De acordo com o ex-ajudante de Ordens de Bolsonaro, parte desse montante, especificamente US$ 18 mil, foi entregue diretamente pelo tenente-coronel ao ex-presidente, após a venda de um kit de joias Chopard presenteado pela Arábia Saudita. Já os outros US$ 68 mil foram repassados de forma fracionada, sempre em espécie, pelo general Mauro Cesar de Lourena Cid, pai de Mauro Cid, residente nos Estados Unidos.
O depoimento de Mauro Cid revela que não houve registro oficial da venda dos bens, apenas deduções de despesas com passagem aérea e aluguel de veículo. O tenente-coronel confessou que ele mesmo selecionou o “kit ouro branco” a pedido de Bolsonaro, identificando quais itens seriam mais fáceis de vender. Apenas ele e o ex-presidente tinham conhecimento das transações, segundo seu relato.
A defesa de Bolsonaro sempre negou seu envolvimento no caso, mas em julho do ano passado, ele foi indiciado juntamente com Cid e outros 11 investigados pela PF por desvio dos itens. Agora, resta aguardar a decisão da Procuradoria-Geral da República sobre uma eventual denúncia, após o relatório da PF ter sido encaminhado pelo ministro Alexandre de Moraes ao STF.

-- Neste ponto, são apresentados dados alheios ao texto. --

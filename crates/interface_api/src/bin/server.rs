//! Lending Core - API Server Binary
//!
//! This binary starts the HTTP API server and the overdue sweeper.
//!
//! # Usage
//!
//! ```bash
//! # Run with default configuration
//! cargo run --bin lending-api
//!
//! # Run with environment variables
//! API_PORT=8080 API_DATABASE_URL=postgres://... cargo run --bin lending-api
//! ```
//!
//! # Environment Variables
//!
//! * `API_HOST` - Server host (default: 0.0.0.0)
//! * `API_PORT` - Server port (default: 8080)
//! * `API_JWT_SECRET` - JWT signing secret (required in production)
//! * `API_DATABASE_URL` - PostgreSQL connection string
//! * `API_LOG_LEVEL` - Log level: trace, debug, info, warn, error (default: info)
//! * `API_GATEWAY_SECRET` / `API_GATEWAY_SALT_INDEX` / `API_GATEWAY_MERCHANT_ID` - Gateway signing
//! * `API_SWEEPER_INTERVAL_SECS` - Seconds between overdue sweeps (default: 21600)
//! * `API_GRACE_PERIOD_DAYS` - Days past due before an installment is overdue (default: 3)
//! * `API_LATE_FEE` - Fee added to each newly overdue installment (default: 0)

use std::net::SocketAddr;
use std::sync::Arc;

use anyhow::Context;
use tokio::net::TcpListener;
use tracing_subscriber::{layer::SubscriberExt, util::SubscriberInitExt, EnvFilter};

use core_kernel::HealthCheckable;
use domain_lending::spawn_sweeper;
use infra_db::{create_pool, run_migrations, PgLoanRequestStore, PgNotificationQueue, PgRepaymentStore};
use interface_api::{config::ApiConfig, create_router, Adapters, AppState};

#[tokio::main]
async fn main() -> anyhow::Result<()> {
    // Load .env file if present (useful for local development)
    dotenvy::dotenv().ok();

    let (config, config_error) = load_config();
    init_tracing(&config.log_level);
    if let Some(error) = config_error {
        tracing::warn!(%error, "Invalid API configuration, using defaults");
    }
    config.validate().context("validating configuration")?;

    tracing::info!(
        host = %config.host,
        port = %config.port,
        "Starting Lending Core API Server"
    );

    let pool = create_pool(config.database_config())
        .await
        .context("connecting to database")?;
    run_migrations(&pool).await.context("running migrations")?;

    let requests = Arc::new(PgLoanRequestStore::new(pool.clone()));
    let repayments = Arc::new(PgRepaymentStore::new(pool.clone()));
    let notifications = Arc::new(PgNotificationQueue::new(pool.clone()).with_policy(config.notification_retry_policy()));

    let adapters = Adapters {
        requests: requests.clone(),
        repayments: repayments.clone(),
        orders: repayments.clone(),
        notifications: notifications.clone(),
        health_checks: vec![
            requests as Arc<dyn HealthCheckable>,
            repayments as Arc<dyn HealthCheckable>,
            notifications as Arc<dyn HealthCheckable>,
        ],
    };
    let state = AppState::new(config.clone(), adapters);

    let sweeper = spawn_sweeper(Arc::new(state.overdue_sweeper()));
    let app = create_router(state);

    let addr: SocketAddr = config.server_addr().parse().context("parsing server address")?;
    tracing::info!(%addr, "Server listening");

    let listener = TcpListener::bind(addr).await?;
    axum::serve(listener, app)
        .with_graceful_shutdown(shutdown_signal())
        .await?;

    sweeper.stop().await;
    tracing::info!("Server shutdown complete");
    Ok(())
}

/// Loads API configuration from environment variables
///
/// Falls back to defaults, keeping the database URL from `DATABASE_URL`
/// when the prefixed variable is absent. The load error is returned so it
/// can be logged once tracing is up.
fn load_config() -> (ApiConfig, Option<config::ConfigError>) {
    let (mut config, error) = match ApiConfig::from_env() {
        Ok(config) => (config, None),
        Err(error) => (ApiConfig::default(), Some(error)),
    };

    if std::env::var("API_DATABASE_URL").is_err() {
        if let Ok(url) = std::env::var("DATABASE_URL") {
            config.database_url = url;
        }
    }
    (config, error)
}

/// Initializes the tracing subscriber for structured logging
fn init_tracing(log_level: &str) {
    let filter = EnvFilter::try_from_default_env()
        .or_else(|_| EnvFilter::try_new(log_level))
        .unwrap_or_else(|_| EnvFilter::new("info"));

    tracing_subscriber::registry()
        .with(filter)
        .with(tracing_subscriber::fmt::layer().with_target(true))
        .init();
}

/// Waits for shutdown signal (Ctrl+C or SIGTERM)
async fn shutdown_signal() {
    let ctrl_c = async {
        if let Err(error) = tokio::signal::ctrl_c().await {
            tracing::error!(%error, "Failed to listen for Ctrl+C");
            std::future::pending::<()>().await;
        }
    };

    #[cfg(unix)]
    let terminate = async {
        match tokio::signal::unix::signal(tokio::signal::unix::SignalKind::terminate()) {
            Ok(mut signal) => {
                signal.recv().await;
            }
            Err(error) => {
                tracing::error!(%error, "Failed to install SIGTERM handler");
                std::future::pending::<()>().await;
            }
        }
    };

    #[cfg(not(unix))]
    let terminate = std::future::pending::<()>();

    tokio::select! {
        _ = ctrl_c => {
            tracing::info!("Received Ctrl+C, initiating graceful shutdown");
        }
        _ = terminate => {
            tracing::info!("Received SIGTERM, initiating graceful shutdown");
        }
    }
}
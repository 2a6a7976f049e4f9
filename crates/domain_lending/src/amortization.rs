//! Reducing-balance amortization
//!
//! The schedule is a pure function of principal, rate, tenure and first
//! payment date. Amounts are rounded with [`round_currency`] (half away from
//! zero, two decimals) at every step, and the final row absorbs the drift so
//! that the principal components always sum to the original principal.
//!
//! ```text
//! r   = annual / 100 / 12
//! EMI = P / n                          when r == 0
//! EMI = P * r * (1+r)^n / ((1+r)^n - 1) otherwise
//! ```

use chrono::NaiveDate;
use rust_decimal::Decimal;
use serde::{Deserialize, Serialize};

use core_kernel::{installment_due_date, round_currency, Rate};

use crate::error::LendingError;

/// Longest tenure a schedule may be computed for
pub const MAX_TENURE_MONTHS: u32 = 360;

/// Highest annual rate accepted, in percent
pub const MAX_ANNUAL_RATE: Decimal = Decimal::ONE_HUNDRED;

/// One row of the persisted schedule
///
/// This is the shape agreement and UI collaborators read.
#[derive(Debug, Clone, PartialEq, Eq, Serialize, Deserialize)]
pub struct ScheduleRow {
    pub sequence: u32,
    pub due_date: NaiveDate,
    pub payment: Decimal,
    pub principal: Decimal,
    pub interest: Decimal,
    pub remaining_balance: Decimal,
}

/// A complete repayment schedule
#[derive(Debug, Clone, PartialEq, Eq, Serialize, Deserialize)]
pub struct AmortizationSchedule {
    pub principal: Decimal,
    pub annual_rate: Rate,
    pub tenure_months: u32,
    pub first_payment_date: NaiveDate,
    pub emi_amount: Decimal,
    pub total_interest: Decimal,
    pub total_payment: Decimal,
    pub rows: Vec<ScheduleRow>,
}

/// Computes fixed-payment schedules
#[derive(Debug, Clone, Copy, Default)]
pub struct AmortizationCalculator;

impl AmortizationCalculator {
    pub fn new() -> Self {
        Self
    }

    /// Builds the schedule for a loan
    pub fn schedule(
        &self,
        principal: Decimal,
        annual_rate: Rate,
        tenure_months: u32,
        first_payment_date: NaiveDate,
    ) -> Result<AmortizationSchedule, LendingError> {
        validate_terms(principal, annual_rate, tenure_months)?;

        let monthly_rate = annual_rate.monthly();
        let emi_amount = Self::emi(principal, monthly_rate, tenure_months)?;

        let mut rows = Vec::with_capacity(tenure_months as usize);
        let mut balance = principal;

        for sequence in 1..=tenure_months {
            let interest = round_currency(balance * monthly_rate);
            let principal_part = if sequence == tenure_months {
                balance
            } else {
                (emi_amount - interest).min(balance).max(Decimal::ZERO)
            };
            balance -= principal_part;

            rows.push(ScheduleRow {
                sequence,
                due_date: installment_due_date(first_payment_date, sequence)?,
                payment: principal_part + interest,
                principal: principal_part,
                interest,
                remaining_balance: balance,
            });
        }

        let principal_sum: Decimal = rows.iter().map(|row| row.principal).sum();
        if principal_sum != principal {
            return Err(LendingError::ScheduleInvariant(format!(
                "principal components sum to {} but principal is {}",
                principal_sum, principal
            )));
        }

        let total_interest: Decimal = rows.iter().map(|row| row.interest).sum();
        let total_payment: Decimal = rows.iter().map(|row| row.payment).sum();

        Ok(AmortizationSchedule {
            principal,
            annual_rate,
            tenure_months,
            first_payment_date,
            emi_amount,
            total_interest,
            total_payment,
            rows,
        })
    }

    /// Equated monthly installment, rounded to currency precision
    pub fn emi(
        principal: Decimal,
        monthly_rate: Decimal,
        tenure_months: u32,
    ) -> Result<Decimal, LendingError> {
        if tenure_months == 0 {
            return Err(LendingError::validation("Tenure must be at least one month"));
        }
        if monthly_rate.is_zero() {
            return Ok(round_currency(principal / Decimal::from(tenure_months)));
        }

        let growth = compound(Decimal::ONE + monthly_rate, tenure_months)?;
        let numerator = principal
            .checked_mul(monthly_rate)
            .and_then(|v| v.checked_mul(growth))
            .ok_or_else(|| LendingError::validation("EMI calculation overflowed"))?;
        let emi = numerator
            .checked_div(growth - Decimal::ONE)
            .ok_or_else(|| LendingError::validation("EMI calculation overflowed"))?;

        Ok(round_currency(emi))
    }
}

fn validate_terms(principal: Decimal, annual_rate: Rate, tenure_months: u32) -> Result<(), LendingError> {
    if principal <= Decimal::ZERO {
        return Err(LendingError::validation("Principal must be positive"));
    }
    if round_currency(principal) != principal {
        return Err(LendingError::validation(
            "Principal must not have more than two decimal places",
        ));
    }
    if tenure_months == 0 || tenure_months > MAX_TENURE_MONTHS {
        return Err(LendingError::validation(format!(
            "Tenure must be between 1 and {} months",
            MAX_TENURE_MONTHS
        )));
    }
    let rate = annual_rate.as_percentage();
    if rate < Decimal::ZERO || rate > MAX_ANNUAL_RATE {
        return Err(LendingError::validation(format!(
            "Annual rate must be between 0 and {}",
            MAX_ANNUAL_RATE
        )));
    }
    Ok(())
}

/// `base^exponent` by repeated checked multiplication
fn compound(base: Decimal, exponent: u32) -> Result<Decimal, LendingError> {
    (0..exponent).try_fold(Decimal::ONE, |acc, _| {
        acc.checked_mul(base)
            .ok_or_else(|| LendingError::validation("Rate and tenure overflow the compounding factor"))
    })
}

A delação premiada de Mauro Cid teve seu sigilo levantado após o procurador-geral da República, Paulo Gonet, denunciar o tenente-coronel, Bolsonaro e outras 33 pessoas por tentativa de golpe de Estado e abolição do Estado Democrático de Direito. Este novo capítulo no escândalo envolvendo o ex-presidente promete trazer ainda mais repercussões e desdobramentos nos próximos dias.